Search the data below, and report every line in which "RaceDetected" occurs.

Dataset entries:
*** Block opens ***

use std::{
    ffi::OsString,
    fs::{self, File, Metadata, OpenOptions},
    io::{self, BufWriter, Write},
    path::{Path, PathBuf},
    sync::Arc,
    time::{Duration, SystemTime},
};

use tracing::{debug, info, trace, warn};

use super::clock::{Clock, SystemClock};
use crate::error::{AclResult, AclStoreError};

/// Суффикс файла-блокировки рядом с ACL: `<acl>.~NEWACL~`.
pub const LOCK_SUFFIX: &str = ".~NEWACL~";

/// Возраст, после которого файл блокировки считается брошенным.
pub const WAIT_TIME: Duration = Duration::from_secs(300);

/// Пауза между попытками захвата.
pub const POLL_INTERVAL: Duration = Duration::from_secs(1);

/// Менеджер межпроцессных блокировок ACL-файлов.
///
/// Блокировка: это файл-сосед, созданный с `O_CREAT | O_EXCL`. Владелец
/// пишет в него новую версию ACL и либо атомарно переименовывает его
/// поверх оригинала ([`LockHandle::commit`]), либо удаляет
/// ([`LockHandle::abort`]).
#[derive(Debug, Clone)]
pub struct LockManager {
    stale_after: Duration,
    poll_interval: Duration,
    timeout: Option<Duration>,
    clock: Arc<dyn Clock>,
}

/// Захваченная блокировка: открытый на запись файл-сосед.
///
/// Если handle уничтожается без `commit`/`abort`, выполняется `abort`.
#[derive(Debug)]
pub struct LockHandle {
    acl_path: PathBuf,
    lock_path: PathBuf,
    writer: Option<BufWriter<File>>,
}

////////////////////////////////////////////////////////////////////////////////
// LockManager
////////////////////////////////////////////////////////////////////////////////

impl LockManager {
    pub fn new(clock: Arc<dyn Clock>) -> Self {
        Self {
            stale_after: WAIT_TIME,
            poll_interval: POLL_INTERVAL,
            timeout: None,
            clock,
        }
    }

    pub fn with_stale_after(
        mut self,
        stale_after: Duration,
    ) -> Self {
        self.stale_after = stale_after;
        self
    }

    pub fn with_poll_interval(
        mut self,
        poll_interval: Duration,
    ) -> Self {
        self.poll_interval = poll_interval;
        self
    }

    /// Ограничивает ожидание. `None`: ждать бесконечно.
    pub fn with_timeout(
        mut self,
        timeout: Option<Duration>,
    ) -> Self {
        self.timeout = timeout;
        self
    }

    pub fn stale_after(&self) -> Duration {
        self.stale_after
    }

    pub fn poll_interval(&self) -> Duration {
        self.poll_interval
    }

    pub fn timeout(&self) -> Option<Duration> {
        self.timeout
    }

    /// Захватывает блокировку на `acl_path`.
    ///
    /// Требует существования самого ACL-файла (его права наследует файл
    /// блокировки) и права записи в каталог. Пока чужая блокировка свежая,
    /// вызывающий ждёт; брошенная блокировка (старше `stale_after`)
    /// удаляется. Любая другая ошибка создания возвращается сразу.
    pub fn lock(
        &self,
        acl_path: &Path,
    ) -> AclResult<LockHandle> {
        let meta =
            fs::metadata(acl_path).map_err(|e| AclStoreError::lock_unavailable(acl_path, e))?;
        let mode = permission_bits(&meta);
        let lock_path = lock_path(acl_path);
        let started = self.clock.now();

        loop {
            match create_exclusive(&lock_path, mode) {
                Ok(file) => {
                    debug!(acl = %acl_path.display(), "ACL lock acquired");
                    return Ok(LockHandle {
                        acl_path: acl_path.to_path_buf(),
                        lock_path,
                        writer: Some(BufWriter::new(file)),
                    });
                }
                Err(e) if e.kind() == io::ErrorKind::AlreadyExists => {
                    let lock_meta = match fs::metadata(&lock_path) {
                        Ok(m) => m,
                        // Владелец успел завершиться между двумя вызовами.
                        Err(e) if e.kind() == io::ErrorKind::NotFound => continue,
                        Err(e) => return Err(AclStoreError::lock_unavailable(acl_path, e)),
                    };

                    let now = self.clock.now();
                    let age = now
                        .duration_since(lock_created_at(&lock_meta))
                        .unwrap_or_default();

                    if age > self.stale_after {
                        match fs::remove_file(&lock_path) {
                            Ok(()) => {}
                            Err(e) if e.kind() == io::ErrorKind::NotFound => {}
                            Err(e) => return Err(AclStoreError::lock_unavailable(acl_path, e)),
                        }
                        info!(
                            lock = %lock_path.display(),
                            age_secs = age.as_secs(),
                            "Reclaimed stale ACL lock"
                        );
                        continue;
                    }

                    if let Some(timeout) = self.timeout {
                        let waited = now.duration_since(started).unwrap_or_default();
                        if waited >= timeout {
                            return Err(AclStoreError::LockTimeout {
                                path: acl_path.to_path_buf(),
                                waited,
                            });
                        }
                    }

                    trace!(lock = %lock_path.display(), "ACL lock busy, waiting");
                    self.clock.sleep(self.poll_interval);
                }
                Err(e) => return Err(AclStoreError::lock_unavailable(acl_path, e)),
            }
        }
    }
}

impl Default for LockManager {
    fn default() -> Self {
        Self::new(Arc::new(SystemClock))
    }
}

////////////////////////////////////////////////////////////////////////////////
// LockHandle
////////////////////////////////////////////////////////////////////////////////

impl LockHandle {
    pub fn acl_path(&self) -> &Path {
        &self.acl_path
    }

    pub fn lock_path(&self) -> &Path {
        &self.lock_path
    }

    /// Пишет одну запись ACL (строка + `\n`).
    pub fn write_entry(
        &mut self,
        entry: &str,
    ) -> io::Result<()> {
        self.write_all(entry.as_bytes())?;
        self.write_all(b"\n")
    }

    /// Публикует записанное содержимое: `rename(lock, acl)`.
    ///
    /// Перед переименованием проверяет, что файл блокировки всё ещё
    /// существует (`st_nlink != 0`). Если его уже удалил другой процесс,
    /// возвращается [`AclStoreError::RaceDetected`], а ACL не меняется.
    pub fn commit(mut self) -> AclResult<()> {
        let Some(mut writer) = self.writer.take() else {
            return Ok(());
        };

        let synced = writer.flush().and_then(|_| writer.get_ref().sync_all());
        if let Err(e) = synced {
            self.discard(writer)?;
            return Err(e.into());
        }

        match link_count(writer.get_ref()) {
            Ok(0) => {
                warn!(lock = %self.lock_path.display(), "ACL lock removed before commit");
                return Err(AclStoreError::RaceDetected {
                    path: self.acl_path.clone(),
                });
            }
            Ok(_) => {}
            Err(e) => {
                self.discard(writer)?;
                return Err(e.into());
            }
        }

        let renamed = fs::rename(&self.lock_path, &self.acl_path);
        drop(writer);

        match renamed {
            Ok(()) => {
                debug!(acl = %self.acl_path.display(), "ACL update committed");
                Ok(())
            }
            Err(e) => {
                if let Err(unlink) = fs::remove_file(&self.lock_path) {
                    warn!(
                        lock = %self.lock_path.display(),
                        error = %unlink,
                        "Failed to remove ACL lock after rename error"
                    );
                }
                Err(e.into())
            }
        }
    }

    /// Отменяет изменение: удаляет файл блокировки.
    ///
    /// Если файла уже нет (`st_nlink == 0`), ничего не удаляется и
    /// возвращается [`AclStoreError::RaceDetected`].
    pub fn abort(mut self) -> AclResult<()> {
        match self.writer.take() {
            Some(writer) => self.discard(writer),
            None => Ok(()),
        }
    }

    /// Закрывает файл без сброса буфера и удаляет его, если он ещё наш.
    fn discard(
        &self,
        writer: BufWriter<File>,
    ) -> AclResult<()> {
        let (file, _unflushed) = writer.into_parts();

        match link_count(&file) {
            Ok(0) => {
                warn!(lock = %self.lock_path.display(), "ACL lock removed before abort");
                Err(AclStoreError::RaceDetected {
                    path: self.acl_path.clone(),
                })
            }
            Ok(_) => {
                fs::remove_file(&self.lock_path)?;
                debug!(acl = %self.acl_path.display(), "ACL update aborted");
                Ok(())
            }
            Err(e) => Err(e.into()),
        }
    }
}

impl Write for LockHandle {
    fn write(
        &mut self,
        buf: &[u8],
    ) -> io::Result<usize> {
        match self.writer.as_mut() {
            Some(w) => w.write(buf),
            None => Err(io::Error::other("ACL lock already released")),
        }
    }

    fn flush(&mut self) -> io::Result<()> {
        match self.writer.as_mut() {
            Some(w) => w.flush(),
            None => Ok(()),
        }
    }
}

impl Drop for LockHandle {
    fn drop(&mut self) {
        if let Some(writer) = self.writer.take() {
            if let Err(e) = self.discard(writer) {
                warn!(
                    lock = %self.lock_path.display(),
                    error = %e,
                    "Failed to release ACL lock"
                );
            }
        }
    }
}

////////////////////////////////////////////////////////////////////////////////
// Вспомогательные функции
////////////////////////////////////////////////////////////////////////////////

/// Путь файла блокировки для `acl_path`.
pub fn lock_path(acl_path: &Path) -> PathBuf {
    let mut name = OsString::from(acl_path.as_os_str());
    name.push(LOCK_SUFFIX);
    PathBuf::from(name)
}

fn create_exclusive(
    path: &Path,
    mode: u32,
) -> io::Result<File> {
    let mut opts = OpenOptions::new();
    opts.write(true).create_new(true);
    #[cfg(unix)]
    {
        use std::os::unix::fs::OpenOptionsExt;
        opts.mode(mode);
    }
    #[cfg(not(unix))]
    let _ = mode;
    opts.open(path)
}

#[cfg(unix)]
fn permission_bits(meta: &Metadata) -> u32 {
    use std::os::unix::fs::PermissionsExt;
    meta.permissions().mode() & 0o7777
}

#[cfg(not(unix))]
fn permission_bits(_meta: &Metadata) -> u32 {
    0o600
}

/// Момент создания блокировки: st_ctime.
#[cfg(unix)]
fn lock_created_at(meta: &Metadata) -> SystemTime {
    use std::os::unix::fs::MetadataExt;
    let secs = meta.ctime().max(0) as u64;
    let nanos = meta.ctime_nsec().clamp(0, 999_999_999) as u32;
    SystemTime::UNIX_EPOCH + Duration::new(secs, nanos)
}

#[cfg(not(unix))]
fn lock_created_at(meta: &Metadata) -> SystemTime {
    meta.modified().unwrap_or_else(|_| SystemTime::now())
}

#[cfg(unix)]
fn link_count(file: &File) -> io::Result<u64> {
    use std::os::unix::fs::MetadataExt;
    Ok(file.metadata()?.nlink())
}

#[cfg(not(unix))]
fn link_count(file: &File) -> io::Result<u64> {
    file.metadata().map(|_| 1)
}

*** Block closes ***
*** Block opens ***

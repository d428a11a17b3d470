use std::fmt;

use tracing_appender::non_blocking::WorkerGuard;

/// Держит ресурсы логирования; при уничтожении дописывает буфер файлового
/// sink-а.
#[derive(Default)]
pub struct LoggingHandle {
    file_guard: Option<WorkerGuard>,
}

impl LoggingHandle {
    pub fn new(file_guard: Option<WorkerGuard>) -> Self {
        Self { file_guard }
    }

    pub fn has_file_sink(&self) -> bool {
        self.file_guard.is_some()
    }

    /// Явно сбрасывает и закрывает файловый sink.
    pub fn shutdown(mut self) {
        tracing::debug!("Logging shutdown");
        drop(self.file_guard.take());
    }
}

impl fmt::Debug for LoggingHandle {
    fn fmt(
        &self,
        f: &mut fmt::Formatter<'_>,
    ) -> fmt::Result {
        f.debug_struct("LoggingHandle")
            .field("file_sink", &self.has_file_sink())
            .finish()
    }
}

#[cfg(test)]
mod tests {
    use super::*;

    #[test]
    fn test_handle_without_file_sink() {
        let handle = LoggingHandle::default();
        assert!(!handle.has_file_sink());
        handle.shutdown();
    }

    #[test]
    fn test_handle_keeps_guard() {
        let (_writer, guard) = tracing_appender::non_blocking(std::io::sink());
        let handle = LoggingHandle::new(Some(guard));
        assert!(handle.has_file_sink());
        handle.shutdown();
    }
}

*** Block closes ***

Solution for this task:
    /// возвращается [`AclStoreError::RaceDetected`], а ACL не меняется.
                return Err(AclStoreError::RaceDetected {
    /// возвращается [`AclStoreError::RaceDetected`].
                Err(AclStoreError::RaceDetected {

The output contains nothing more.